TASK MATERIAL Start Marker

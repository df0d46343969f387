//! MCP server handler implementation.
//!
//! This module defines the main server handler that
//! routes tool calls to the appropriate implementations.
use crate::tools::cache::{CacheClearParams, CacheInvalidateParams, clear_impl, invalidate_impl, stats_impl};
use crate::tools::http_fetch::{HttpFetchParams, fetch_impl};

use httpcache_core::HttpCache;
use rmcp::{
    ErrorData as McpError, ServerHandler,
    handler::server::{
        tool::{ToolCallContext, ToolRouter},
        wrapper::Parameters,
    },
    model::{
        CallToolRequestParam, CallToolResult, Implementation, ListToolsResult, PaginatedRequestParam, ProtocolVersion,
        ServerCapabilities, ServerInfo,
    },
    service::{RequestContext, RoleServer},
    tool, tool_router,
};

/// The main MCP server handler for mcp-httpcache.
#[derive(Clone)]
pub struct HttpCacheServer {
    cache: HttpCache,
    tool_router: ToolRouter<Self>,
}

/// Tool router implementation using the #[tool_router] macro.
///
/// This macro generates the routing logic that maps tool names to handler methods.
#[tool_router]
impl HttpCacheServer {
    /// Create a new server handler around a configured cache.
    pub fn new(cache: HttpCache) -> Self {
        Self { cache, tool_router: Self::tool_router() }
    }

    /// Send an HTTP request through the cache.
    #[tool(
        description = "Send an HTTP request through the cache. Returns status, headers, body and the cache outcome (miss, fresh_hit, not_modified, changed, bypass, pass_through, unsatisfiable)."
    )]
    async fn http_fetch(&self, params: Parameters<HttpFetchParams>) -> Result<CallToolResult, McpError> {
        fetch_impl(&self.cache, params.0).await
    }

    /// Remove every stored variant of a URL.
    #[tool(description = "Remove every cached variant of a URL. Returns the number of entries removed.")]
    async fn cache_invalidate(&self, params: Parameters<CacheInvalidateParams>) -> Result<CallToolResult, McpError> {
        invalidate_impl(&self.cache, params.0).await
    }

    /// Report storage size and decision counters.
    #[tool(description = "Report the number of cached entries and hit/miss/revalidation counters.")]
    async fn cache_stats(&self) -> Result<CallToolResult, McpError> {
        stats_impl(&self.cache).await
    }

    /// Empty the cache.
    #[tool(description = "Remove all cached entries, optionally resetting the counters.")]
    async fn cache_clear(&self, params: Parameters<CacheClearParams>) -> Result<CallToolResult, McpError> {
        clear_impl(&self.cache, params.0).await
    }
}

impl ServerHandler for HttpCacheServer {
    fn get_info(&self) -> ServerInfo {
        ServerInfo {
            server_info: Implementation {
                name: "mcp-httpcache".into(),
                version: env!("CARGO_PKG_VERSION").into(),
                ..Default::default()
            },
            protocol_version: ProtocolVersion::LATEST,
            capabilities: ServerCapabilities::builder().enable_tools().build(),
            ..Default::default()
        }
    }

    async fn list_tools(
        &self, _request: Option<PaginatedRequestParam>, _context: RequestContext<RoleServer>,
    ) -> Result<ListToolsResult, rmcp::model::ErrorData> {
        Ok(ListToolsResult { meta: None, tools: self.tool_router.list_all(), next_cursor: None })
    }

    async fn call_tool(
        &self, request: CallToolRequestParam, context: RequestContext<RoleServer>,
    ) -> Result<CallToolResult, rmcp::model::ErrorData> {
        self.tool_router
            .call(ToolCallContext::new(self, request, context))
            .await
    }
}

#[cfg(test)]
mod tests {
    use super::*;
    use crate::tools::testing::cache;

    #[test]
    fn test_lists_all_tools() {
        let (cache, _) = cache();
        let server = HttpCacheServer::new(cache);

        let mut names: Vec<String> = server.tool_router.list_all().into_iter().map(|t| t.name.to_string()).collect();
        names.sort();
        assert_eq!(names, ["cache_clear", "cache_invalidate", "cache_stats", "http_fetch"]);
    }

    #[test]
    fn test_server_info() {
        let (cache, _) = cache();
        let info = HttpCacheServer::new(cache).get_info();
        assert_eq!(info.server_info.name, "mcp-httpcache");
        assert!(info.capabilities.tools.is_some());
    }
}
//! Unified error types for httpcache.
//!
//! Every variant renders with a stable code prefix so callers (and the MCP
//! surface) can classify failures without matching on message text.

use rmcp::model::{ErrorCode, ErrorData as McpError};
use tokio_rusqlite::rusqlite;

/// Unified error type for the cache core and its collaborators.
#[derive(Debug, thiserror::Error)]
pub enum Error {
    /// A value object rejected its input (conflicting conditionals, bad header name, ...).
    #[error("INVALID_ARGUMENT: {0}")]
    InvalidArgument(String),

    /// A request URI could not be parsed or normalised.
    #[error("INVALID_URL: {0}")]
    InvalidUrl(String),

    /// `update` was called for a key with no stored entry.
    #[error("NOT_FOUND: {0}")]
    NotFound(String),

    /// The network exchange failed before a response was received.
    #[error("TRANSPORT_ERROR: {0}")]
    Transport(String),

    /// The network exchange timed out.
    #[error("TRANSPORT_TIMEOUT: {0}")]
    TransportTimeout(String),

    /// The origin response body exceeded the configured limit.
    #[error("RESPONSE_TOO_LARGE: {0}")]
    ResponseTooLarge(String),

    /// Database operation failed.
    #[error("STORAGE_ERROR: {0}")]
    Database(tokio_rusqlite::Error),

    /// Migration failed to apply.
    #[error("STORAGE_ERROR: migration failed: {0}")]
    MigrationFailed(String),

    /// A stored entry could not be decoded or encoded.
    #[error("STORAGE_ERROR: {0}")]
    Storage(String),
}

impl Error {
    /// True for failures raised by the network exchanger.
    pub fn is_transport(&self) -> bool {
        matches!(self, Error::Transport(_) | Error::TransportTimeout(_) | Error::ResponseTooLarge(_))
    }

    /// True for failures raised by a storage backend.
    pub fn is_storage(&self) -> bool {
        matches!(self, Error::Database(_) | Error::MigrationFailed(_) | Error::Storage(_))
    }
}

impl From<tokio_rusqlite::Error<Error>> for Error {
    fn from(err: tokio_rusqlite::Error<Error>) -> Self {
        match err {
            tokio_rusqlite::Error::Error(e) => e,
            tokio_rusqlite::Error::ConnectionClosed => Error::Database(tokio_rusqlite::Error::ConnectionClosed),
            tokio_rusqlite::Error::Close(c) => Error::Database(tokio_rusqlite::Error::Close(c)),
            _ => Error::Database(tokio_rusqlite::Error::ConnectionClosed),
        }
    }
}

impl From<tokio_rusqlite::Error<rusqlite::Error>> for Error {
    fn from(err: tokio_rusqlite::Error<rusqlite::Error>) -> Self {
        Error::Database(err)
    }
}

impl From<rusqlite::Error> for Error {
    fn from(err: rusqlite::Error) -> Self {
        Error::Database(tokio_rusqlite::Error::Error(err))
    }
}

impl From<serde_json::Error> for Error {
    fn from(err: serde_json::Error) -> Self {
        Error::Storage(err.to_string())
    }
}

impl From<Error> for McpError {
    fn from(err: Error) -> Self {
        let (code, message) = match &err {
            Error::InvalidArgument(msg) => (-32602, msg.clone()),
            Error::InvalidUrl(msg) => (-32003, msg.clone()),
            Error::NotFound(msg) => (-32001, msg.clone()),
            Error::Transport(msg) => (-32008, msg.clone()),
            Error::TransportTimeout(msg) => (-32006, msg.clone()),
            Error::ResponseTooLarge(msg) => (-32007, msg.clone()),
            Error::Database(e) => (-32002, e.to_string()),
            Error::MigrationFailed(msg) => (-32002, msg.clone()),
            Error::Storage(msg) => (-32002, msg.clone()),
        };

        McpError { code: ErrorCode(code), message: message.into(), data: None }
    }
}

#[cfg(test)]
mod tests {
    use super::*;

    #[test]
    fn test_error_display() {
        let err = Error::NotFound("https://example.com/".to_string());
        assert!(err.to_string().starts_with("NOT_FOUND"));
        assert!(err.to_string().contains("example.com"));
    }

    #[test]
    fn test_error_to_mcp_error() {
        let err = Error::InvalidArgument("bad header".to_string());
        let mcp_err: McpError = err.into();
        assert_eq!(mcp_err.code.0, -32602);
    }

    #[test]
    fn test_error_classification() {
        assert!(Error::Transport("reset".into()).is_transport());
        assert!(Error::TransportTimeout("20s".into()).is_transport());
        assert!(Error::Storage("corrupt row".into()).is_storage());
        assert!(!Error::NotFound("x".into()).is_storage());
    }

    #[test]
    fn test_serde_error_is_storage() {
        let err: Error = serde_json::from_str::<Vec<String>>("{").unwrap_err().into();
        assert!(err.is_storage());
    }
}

TASK MATERIAL End Marker

__INSTRUCTIONS FOR THE TASK__:
Go through the records and work out how many lines contain the string "ServerInfo". The answer should be that number alone.

__RESULT OF THE TASK__:
3